* [WHAT YOU ARE ASKED TO DO]: From the entries below, copy every line that holds the word "Adds".
- Opening Delimiter -
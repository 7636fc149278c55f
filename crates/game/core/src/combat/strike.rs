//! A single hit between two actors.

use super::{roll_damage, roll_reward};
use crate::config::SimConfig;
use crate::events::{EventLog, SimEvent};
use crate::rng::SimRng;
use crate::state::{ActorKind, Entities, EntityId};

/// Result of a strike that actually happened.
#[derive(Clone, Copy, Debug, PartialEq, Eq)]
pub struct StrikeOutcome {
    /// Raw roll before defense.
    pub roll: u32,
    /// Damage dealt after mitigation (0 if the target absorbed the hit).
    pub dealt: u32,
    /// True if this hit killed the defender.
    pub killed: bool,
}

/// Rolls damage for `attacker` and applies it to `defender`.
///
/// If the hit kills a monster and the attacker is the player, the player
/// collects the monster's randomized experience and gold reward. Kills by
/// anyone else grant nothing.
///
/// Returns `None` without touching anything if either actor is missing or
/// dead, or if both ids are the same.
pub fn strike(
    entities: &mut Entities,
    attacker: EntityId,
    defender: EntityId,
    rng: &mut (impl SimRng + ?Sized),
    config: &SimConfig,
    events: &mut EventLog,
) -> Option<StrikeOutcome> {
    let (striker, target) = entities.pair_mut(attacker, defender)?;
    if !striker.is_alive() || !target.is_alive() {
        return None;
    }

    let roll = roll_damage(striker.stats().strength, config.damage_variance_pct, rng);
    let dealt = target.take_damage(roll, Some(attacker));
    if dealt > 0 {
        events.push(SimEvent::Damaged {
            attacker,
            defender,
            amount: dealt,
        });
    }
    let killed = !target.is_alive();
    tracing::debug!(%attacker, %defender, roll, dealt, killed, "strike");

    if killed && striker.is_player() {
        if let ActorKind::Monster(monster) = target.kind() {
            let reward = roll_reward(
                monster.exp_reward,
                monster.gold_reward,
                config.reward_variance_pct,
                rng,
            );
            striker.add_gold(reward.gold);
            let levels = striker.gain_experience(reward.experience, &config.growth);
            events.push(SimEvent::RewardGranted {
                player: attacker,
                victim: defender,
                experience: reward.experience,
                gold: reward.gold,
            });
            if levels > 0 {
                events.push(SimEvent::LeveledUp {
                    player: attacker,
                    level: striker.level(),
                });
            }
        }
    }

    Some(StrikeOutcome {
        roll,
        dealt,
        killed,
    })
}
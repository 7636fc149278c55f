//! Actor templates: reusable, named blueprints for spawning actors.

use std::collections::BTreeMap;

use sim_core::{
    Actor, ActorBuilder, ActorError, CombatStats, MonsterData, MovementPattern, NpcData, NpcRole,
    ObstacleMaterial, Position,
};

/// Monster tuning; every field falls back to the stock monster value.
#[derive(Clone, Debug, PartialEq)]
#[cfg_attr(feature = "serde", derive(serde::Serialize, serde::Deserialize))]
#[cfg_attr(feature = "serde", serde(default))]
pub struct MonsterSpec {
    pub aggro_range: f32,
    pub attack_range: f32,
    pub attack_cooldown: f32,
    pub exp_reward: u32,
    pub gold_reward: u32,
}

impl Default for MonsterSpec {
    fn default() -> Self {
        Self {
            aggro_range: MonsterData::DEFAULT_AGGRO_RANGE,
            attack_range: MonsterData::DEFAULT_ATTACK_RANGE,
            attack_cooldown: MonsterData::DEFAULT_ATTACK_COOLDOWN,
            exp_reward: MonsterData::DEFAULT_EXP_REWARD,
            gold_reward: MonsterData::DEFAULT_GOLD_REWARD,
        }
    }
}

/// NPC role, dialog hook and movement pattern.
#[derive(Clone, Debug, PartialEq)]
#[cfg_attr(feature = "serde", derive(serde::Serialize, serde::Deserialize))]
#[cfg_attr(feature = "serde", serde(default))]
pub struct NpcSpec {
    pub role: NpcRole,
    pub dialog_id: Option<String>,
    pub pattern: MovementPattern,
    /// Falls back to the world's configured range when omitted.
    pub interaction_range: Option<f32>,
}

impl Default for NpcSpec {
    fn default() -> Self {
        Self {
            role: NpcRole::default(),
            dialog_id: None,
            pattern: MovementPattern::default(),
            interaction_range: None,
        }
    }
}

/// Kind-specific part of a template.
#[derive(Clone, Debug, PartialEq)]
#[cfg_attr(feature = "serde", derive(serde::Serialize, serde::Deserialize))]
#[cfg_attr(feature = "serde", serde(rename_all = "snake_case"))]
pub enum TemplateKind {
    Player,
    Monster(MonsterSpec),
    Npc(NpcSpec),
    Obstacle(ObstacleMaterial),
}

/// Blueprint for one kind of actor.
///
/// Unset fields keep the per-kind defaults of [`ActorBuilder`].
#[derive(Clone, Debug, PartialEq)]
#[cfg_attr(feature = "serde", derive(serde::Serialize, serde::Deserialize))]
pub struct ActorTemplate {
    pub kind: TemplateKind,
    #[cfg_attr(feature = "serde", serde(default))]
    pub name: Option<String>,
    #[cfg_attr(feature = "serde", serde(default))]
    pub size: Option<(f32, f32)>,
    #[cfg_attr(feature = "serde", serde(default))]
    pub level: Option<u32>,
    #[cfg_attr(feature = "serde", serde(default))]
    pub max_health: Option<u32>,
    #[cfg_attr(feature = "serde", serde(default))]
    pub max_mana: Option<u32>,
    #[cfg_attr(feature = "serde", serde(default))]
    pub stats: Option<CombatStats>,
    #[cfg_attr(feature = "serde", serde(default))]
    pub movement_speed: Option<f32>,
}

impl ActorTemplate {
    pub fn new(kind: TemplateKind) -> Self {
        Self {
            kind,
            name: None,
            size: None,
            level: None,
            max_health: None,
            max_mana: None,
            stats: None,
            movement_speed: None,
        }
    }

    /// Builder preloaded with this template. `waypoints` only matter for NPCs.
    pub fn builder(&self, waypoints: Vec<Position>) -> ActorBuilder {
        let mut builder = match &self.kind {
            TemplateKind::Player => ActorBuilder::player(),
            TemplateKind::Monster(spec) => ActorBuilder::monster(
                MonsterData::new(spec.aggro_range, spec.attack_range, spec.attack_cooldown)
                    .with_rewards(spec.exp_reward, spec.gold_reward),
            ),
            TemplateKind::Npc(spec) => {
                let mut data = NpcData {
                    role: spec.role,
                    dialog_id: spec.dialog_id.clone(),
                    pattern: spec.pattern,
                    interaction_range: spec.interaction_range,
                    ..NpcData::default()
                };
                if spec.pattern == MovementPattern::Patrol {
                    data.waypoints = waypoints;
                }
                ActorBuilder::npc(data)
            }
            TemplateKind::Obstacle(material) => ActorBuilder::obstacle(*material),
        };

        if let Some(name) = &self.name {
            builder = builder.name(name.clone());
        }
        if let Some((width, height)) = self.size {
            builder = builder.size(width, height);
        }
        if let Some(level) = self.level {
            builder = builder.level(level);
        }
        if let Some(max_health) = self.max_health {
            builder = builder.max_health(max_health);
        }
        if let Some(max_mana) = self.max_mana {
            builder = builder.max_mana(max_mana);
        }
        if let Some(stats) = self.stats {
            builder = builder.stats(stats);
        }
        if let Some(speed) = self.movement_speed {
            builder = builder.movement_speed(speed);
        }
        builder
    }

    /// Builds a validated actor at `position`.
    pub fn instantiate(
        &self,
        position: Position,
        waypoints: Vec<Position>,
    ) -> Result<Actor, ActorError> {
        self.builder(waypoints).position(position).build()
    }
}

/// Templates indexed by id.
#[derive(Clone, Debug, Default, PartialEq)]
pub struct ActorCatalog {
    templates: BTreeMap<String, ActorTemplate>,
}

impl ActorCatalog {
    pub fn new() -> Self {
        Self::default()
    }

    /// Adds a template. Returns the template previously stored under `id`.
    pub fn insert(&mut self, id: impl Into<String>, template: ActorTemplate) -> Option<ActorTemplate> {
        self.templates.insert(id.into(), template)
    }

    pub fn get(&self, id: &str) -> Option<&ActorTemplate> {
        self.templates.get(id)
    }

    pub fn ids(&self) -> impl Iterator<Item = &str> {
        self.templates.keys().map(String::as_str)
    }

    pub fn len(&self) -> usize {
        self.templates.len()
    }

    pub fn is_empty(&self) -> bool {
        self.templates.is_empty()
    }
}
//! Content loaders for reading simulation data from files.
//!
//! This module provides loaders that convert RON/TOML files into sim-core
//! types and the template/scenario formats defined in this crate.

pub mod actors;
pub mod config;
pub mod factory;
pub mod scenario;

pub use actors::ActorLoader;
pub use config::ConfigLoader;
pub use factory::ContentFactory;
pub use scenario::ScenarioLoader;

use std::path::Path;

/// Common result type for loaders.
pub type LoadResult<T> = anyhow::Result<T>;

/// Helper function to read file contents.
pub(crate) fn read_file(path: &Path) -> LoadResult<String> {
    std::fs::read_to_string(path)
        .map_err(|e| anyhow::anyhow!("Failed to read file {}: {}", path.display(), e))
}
- Closing Delimiter -
- Opening Delimiter -
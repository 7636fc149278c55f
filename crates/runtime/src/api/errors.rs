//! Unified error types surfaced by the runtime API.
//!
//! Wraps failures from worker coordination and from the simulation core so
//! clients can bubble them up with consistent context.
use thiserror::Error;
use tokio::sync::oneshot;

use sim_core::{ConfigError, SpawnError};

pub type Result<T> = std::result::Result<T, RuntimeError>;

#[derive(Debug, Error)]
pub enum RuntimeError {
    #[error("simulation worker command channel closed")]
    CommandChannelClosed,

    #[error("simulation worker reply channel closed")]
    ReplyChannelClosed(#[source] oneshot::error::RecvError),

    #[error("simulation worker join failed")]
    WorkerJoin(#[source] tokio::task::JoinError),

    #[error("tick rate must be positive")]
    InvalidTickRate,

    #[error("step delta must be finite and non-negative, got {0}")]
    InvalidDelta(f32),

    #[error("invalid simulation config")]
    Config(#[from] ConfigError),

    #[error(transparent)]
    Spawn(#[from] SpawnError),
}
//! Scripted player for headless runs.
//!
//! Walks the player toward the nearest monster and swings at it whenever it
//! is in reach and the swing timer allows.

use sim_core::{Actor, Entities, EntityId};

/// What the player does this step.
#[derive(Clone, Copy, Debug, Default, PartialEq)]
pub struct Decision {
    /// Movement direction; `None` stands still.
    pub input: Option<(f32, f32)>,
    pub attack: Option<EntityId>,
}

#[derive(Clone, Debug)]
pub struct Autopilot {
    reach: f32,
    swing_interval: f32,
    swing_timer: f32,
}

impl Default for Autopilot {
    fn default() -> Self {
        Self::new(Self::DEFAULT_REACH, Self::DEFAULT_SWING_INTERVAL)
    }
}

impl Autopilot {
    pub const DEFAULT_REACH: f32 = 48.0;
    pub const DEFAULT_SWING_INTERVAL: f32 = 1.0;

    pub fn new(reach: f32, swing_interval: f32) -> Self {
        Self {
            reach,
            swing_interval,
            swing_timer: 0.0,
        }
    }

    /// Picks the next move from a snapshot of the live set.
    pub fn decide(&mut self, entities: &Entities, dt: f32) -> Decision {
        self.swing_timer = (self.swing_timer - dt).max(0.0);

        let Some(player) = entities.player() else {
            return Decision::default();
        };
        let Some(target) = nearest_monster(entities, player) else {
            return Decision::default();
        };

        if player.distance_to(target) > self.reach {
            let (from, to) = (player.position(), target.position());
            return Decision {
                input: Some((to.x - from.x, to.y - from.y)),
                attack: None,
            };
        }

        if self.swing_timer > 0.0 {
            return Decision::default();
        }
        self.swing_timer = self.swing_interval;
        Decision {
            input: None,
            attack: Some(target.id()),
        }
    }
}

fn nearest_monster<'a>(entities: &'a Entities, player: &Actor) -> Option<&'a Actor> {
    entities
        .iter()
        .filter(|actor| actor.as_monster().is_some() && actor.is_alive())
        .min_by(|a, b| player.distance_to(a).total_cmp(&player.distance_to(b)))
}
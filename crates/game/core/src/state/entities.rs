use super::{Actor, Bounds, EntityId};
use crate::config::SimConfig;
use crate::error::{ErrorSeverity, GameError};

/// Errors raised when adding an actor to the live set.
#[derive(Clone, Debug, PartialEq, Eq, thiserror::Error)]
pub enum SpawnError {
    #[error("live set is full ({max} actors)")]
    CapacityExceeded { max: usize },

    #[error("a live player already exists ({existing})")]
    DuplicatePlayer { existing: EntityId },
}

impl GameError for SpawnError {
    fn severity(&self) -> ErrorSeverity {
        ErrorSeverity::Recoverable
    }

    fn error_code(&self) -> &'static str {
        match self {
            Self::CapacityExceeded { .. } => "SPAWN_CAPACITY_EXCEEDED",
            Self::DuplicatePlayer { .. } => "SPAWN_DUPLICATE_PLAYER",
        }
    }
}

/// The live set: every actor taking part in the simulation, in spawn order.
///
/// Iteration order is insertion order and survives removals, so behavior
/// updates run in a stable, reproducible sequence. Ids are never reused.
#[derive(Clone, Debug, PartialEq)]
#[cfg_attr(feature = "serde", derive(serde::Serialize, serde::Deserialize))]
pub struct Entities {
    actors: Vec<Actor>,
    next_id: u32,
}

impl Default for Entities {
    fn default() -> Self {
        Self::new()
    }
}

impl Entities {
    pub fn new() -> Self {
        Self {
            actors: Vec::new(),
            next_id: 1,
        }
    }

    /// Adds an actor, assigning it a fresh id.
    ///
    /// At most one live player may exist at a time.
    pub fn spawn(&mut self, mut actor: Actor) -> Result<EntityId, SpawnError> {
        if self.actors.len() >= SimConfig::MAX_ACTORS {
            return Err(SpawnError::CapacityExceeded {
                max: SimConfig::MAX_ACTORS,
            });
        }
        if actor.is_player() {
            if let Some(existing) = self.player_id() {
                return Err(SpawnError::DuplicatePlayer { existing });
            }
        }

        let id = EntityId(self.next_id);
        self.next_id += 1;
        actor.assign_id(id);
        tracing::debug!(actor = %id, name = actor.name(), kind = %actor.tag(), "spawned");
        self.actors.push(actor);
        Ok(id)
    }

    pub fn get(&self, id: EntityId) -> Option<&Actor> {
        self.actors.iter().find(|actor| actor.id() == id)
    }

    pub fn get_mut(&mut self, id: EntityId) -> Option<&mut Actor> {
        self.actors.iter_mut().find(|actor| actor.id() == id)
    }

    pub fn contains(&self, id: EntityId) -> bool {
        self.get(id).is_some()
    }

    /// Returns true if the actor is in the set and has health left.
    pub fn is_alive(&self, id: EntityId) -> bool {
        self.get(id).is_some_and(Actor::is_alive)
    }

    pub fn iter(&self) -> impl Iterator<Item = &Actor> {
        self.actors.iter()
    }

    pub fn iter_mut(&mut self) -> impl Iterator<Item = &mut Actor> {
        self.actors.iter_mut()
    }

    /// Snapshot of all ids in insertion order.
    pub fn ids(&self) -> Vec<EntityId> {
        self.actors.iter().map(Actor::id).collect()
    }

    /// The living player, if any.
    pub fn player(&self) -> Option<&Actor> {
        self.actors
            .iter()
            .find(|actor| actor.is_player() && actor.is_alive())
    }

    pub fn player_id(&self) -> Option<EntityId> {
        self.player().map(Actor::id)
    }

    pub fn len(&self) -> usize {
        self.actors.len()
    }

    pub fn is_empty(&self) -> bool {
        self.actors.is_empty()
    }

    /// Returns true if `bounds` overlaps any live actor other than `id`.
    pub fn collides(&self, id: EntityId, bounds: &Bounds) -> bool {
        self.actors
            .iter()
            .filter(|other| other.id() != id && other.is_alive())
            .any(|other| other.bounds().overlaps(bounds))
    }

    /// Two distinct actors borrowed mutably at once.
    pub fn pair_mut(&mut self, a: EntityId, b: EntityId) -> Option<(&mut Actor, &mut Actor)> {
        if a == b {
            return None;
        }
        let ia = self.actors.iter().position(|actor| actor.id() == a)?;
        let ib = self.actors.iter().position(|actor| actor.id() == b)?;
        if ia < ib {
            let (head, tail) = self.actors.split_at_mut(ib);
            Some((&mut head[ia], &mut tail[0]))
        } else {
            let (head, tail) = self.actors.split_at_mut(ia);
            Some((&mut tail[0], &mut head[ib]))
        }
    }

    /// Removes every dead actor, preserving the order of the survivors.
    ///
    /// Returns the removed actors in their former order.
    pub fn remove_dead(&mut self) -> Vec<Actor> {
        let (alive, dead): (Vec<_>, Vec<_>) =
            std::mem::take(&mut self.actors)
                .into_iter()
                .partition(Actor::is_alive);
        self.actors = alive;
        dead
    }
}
- Closing Delimiter -
- Opening Delimiter -
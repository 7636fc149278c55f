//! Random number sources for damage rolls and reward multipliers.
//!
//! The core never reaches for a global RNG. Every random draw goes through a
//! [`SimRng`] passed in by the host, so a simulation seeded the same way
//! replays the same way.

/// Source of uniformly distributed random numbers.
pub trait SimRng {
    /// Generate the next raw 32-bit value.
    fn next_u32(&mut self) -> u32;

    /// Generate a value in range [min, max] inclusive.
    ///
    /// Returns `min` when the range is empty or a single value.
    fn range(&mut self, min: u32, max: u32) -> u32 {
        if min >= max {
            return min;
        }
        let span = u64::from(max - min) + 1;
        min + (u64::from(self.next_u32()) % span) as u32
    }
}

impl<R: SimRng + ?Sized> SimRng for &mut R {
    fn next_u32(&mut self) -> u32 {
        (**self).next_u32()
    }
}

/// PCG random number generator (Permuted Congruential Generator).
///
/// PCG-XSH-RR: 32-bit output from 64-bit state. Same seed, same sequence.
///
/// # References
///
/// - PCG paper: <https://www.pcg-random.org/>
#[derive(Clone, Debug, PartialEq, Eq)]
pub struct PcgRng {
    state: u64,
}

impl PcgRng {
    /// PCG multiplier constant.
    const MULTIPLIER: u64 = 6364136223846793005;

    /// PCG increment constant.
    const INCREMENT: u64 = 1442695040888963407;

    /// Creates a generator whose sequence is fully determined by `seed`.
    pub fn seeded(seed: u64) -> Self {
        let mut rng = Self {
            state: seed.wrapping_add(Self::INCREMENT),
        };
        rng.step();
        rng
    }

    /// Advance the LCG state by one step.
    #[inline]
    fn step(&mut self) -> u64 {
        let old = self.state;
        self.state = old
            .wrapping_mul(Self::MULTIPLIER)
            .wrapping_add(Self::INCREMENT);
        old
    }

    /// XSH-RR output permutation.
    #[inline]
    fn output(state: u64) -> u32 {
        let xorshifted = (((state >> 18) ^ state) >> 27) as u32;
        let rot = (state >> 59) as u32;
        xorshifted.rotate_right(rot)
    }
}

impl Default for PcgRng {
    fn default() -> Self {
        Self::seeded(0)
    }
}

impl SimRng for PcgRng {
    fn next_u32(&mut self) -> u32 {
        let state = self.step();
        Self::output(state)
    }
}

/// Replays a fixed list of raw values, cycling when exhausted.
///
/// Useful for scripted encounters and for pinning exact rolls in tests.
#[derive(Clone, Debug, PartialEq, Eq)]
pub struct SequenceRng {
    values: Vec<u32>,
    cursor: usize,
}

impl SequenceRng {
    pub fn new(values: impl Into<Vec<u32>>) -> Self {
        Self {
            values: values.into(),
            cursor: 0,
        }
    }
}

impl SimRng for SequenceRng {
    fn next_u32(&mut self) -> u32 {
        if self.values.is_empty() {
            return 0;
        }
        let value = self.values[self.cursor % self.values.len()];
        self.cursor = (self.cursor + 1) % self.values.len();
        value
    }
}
- Closing Delimiter -
* [TASK OUTPUT]:
    /// Adds a template. Returns the template previously stored under `id`.
    /// Adds an actor, assigning it a fresh id.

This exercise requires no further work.